The following important observations from these data are made: the rate constant of moderately n-type doped silicon is ~10x larger than degenerately doped n++ silicon, and ~20x

larger than intrinsic silicon. The rate constants of p-type silicon with similar doping to the n-type silicon are within the same order of magnitude, but are slightly higher.
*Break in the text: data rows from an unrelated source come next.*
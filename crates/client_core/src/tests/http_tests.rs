use super::*;
use std::sync::Arc;

use axum::{
    body::Bytes,
    extract::{Path, Query, State},
    http::StatusCode,
    routing::get,
    Json, Router,
};
use serde_json::{json, Value};
use shared::domain::{MovementId, MovementKind};
use tokio::{net::TcpListener, sync::Mutex};

#[derive(Default)]
struct StubInventory {
    products: Vec<Product>,
    movement_attempts: Vec<(NewMovement, usize)>,
    accepted_movements: i64,
}

#[derive(Clone, Default)]
struct ServerState {
    inner: Arc<Mutex<StubInventory>>,
}

type Rejection = (StatusCode, Json<ApiErrorBody>);

fn reject(status: StatusCode, detail: &str) -> Rejection {
    (status, Json(ApiErrorBody::new(detail)))
}

async fn handle_list_products(State(state): State<ServerState>) -> Json<Vec<Product>> {
    Json(state.inner.lock().await.products.clone())
}

async fn handle_create_product(
    State(state): State<ServerState>,
    Json(payload): Json<NewProduct>,
) -> Result<Json<Product>, Rejection> {
    let mut inner = state.inner.lock().await;
    if inner.products.iter().any(|p| p.sku == payload.sku) {
        return Err(reject(StatusCode::BAD_REQUEST, "SKU already exists"));
    }
    let product = Product {
        id: ProductId(inner.products.len() as i64 + 1),
        sku: payload.sku,
        name: payload.name,
        category: payload.category,
        unit_cost: payload.unit_cost,
        selling_price: payload.selling_price,
        min_stock: payload.min_stock,
        reorder_point: payload.reorder_point,
        lead_time_days: payload.lead_time_days,
    };
    inner.products.push(product.clone());
    Ok(Json(product))
}

async fn handle_get_product(
    State(state): State<ServerState>,
    Path(id): Path<i64>,
) -> Result<Json<Product>, Rejection> {
    let inner = state.inner.lock().await;
    inner
        .products
        .iter()
        .find(|p| p.id == ProductId(id))
        .cloned()
        .map(Json)
        .ok_or_else(|| reject(StatusCode::NOT_FOUND, "Product not found"))
}

async fn handle_create_movement(
    State(state): State<ServerState>,
    Query(movement): Query<NewMovement>,
    body: Bytes,
) -> Result<Json<MovementReceipt>, (StatusCode, Json<Value>)> {
    let mut inner = state.inner.lock().await;
    inner.movement_attempts.push((movement, body.len()));
    if movement.quantity <= 0 {
        return Err((
            StatusCode::UNPROCESSABLE_ENTITY,
            Json(json!({ "detail": [{ "loc": ["query", "quantity"], "msg": "must be positive" }] })),
        ));
    }
    if !inner.products.iter().any(|p| p.id == movement.product_id) {
        return Err((
            StatusCode::NOT_FOUND,
            Json(json!({ "detail": "Product not found" })),
        ));
    }
    inner.accepted_movements += 1;
    Ok(Json(MovementReceipt {
        id: MovementId(inner.accepted_movements),
        status: "ok".to_string(),
    }))
}

async fn handle_forecast(Query(query): Query<ForecastQuery>) -> Json<Forecast> {
    let horizon = query.horizon as usize;
    Json(Forecast {
        product_id: query.product_id,
        horizon: query.horizon,
        moving_average: vec![5.0; horizon],
        linear_regression: (0..horizon).map(|i| 4.0 + i as f64 * 0.5).collect(),
    })
}

async fn handle_health() -> Json<Value> {
    Json(json!({ "status": "ok" }))
}

async fn serve(app: Router) -> anyhow::Result<String> {
    std::env::set_var("NO_PROXY", "127.0.0.1,localhost");
    let listener = TcpListener::bind("127.0.0.1:0").await?;
    let addr = listener.local_addr()?;
    tokio::spawn(async move {
        let _ = axum::serve(listener, app).await;
    });
    Ok(format!("http://{addr}"))
}

async fn spawn_inventory_server() -> anyhow::Result<(String, ServerState)> {
    let state = ServerState::default();
    let app = Router::new()
        .route(
            "/products/",
            get(handle_list_products).post(handle_create_product),
        )
        .route("/products/:id", get(handle_get_product))
        .route("/movements/", axum::routing::post(handle_create_movement))
        .route("/ml/forecast", get(handle_forecast))
        .route("/health", get(handle_health))
        .with_state(state.clone());
    Ok((serve(app).await?, state))
}

async fn seeded_client() -> (HttpInventoryClient, ServerState) {
    let (server_url, state) = spawn_inventory_server().await.expect("spawn server");
    let client = HttpInventoryClient::new(&server_url).expect("client");
    client
        .create_product(&NewProduct::new("SKU-1", "Test Product"))
        .await
        .expect("seed product");
    (client, state)
}

#[tokio::test]
async fn create_product_returns_server_assigned_product() {
    let (server_url, _state) = spawn_inventory_server().await.expect("spawn server");
    let client = HttpInventoryClient::new(&server_url).expect("client");

    let mut payload = NewProduct::new("A1", "Widget");
    payload.category = Some("hardware".to_string());
    let product = client.create_product(&payload).await.expect("create");

    assert_eq!(product.id, ProductId(1));
    assert_eq!(product.sku, "A1");
    assert_eq!(product.name, "Widget");
    assert_eq!(product.category.as_deref(), Some("hardware"));
}

#[tokio::test]
async fn list_products_keeps_server_order() {
    let (client, _state) = seeded_client().await;
    client
        .create_product(&NewProduct::new("SKU-2", "Second"))
        .await
        .expect("create second");

    let products = client.list_products().await.expect("list");
    let skus: Vec<&str> = products.iter().map(|p| p.sku.as_str()).collect();
    assert_eq!(skus, vec!["SKU-1", "SKU-2"]);
}

#[tokio::test]
async fn duplicate_sku_is_rejected_with_backend_detail() {
    let (client, _state) = seeded_client().await;

    let err = client
        .create_product(&NewProduct::new("SKU-1", "Again"))
        .await
        .expect_err("duplicate must fail");

    match err {
        ClientError::Rejected { status, detail } => {
            assert_eq!(status, 400);
            assert_eq!(detail, "SKU already exists");
        }
        other => panic!("unexpected error: {other:?}"),
    }
}

#[tokio::test]
async fn create_movement_sends_query_parameters_without_body() {
    let (client, state) = seeded_client().await;

    let receipt = client
        .create_movement(NewMovement {
            product_id: ProductId(1),
            kind: MovementKind::Out,
            quantity: 3,
        })
        .await
        .expect("movement");

    assert_eq!(receipt.id, MovementId(1));
    assert_eq!(receipt.status, "ok");

    let inner = state.inner.lock().await;
    let (movement, body_len) = inner.movement_attempts[0];
    assert_eq!(movement.product_id, ProductId(1));
    assert_eq!(movement.kind, MovementKind::Out);
    assert_eq!(movement.quantity, 3);
    assert_eq!(body_len, 0);
}

#[tokio::test]
async fn movement_for_unknown_product_is_rejected() {
    let (client, _state) = seeded_client().await;

    let err = client
        .create_movement(NewMovement::quick_sale(ProductId(42)))
        .await
        .expect_err("unknown product");

    assert_eq!(err.status(), Some(404));
    assert!(err.to_string().contains("Product not found"), "{err}");
}

#[tokio::test]
async fn non_positive_quantity_is_left_for_the_backend_to_reject() {
    let (client, state) = seeded_client().await;

    let err = client
        .create_movement(NewMovement {
            product_id: ProductId(1),
            kind: MovementKind::In,
            quantity: 0,
        })
        .await
        .expect_err("zero quantity");

    assert_eq!(err.status(), Some(422));
    let inner = state.inner.lock().await;
    assert_eq!(inner.movement_attempts.len(), 1);
    assert_eq!(inner.movement_attempts[0].0.quantity, 0);
}

#[tokio::test]
async fn get_product_reports_missing_product() {
    let (client, _state) = seeded_client().await;

    let found = client.get_product(ProductId(1)).await.expect("get");
    assert_eq!(found.sku, "SKU-1");

    let err = client
        .get_product(ProductId(9))
        .await
        .expect_err("missing");
    assert_eq!(err.status(), Some(404));
}

#[tokio::test]
async fn forecast_and_health_decode() {
    let (client, _state) = seeded_client().await;

    let forecast = client
        .forecast(ForecastQuery {
            product_id: ProductId(1),
            horizon: 3,
        })
        .await
        .expect("forecast");
    assert_eq!(forecast.product_id, ProductId(1));
    assert_eq!(forecast.moving_average.len(), 3);
    assert_eq!(forecast.linear_regression, vec![4.0, 4.5, 5.0]);

    let health = client.health().await.expect("health");
    assert!(health.is_ok());
}

#[tokio::test]
async fn malformed_product_list_is_a_decode_error() {
    let app = Router::new().route(
        "/products/",
        get(|| async { Json(json!({ "items": [] })) }),
    );
    let server_url = serve(app).await.expect("serve");
    let client = HttpInventoryClient::new(&server_url).expect("client");

    let err = client.list_products().await.expect_err("malformed");
    assert!(
        matches!(err, ClientError::Decode { endpoint: "GET /products/", .. }),
        "unexpected error: {err:?}"
    );
}

#[tokio::test]
async fn plain_text_error_body_is_kept_as_detail() {
    let app = Router::new().route(
        "/health",
        get(|| async { (StatusCode::SERVICE_UNAVAILABLE, "backend starting\n") }),
    );
    let server_url = serve(app).await.expect("serve");
    let client = HttpInventoryClient::new(&server_url).expect("client");

    match client.health().await.expect_err("unavailable") {
        ClientError::Rejected { status, detail } => {
            assert_eq!(status, 503);
            assert_eq!(detail, "backend starting");
        }
        other => panic!("unexpected error: {other:?}"),
    }
}

#[tokio::test]
async fn unreachable_backend_is_a_transport_error() {
    std::env::set_var("NO_PROXY", "127.0.0.1,localhost");
    let listener = TcpListener::bind("127.0.0.1:0").await.expect("bind");
    let addr = listener.local_addr().expect("addr");
    drop(listener);

    let client = HttpInventoryClient::new(&format!("http://{addr}")).expect("client");
    let err = client.list_products().await.expect_err("nothing listening");
    assert!(err.is_transport(), "unexpected error: {err:?}");
}

#[test]
fn base_url_trailing_slashes_are_stripped() {
    assert_eq!(
        normalize_base_url("http://localhost:8000/").expect("valid"),
        "http://localhost:8000"
    );
    assert_eq!(
        normalize_base_url("  https://inventory.example/api//  ").expect("valid"),
        "https://inventory.example/api"
    );
}

#[test]
fn base_url_must_be_absolute_http() {
    for raw in ["localhost:8000", "ftp://host/", "", "http://host/?x=1"] {
        let err = normalize_base_url(raw).expect_err(raw);
        assert!(
            matches!(err, ClientError::InvalidBaseUrl { .. }),
            "{raw}: {err:?}"
        );
    }
}

#[test]
fn endpoint_appends_path_to_prefixed_base() {
    let client = HttpInventoryClient::new("http://host:9000/api/").expect("client");
    assert_eq!(client.base_url(), "http://host:9000/api");
    assert_eq!(client.endpoint("/products/"), "http://host:9000/api/products/");
}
From Kinetics to Mechanism In previous work exploring plasmonic stamping of hydrosilylation on H-terminated silicon, the following mechanisms were considered: resonant photon scattering, nanoparticle plasmonic heating, hot carrier injection, and near-field electromagnetic electron-hole pair generation (EHP).11,12 The observations summarized in these two papers concluded that near-field electromagnetic electron-hole pair generation from the plasmonic field into the silicon was the most likely driving force that led to localized hydrosilylation on the surface. The Schottky, or metal-insulator-semiconductor (MIS) junction, comprising the gold nanoparticles, the alkene ink, and the silicon substrate, rendered the key step of the mechanism more probable, as will be described.12 The proposed mechanism of this hydrosilylation reaction, under these conditions, is reliant on holes generated at, or migrating to, the hydride-terminated silicon surface, as outlined in Figure 5.11–13,26,29–33 Nucleophilic attack of the hole by the alkene results in formation of the silicon-carbon bond and a β-silyl-substituted carbocation that can then abstract a nearby hydride to neutralize the alkyl termination.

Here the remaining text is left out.